//! Difficulty retargeting for the sidechain.

pub mod retarget;

pub use retarget::{retarget, RetargetOutcome, WindowEntry};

- [ASSIGNED TASK]:
From the preceding material, extract every line exactly.

- [TASK RESPONSE]:
//! Difficulty retargeting for the sidechain.

pub mod retarget;

pub use retarget::{retarget, RetargetOutcome, WindowEntry};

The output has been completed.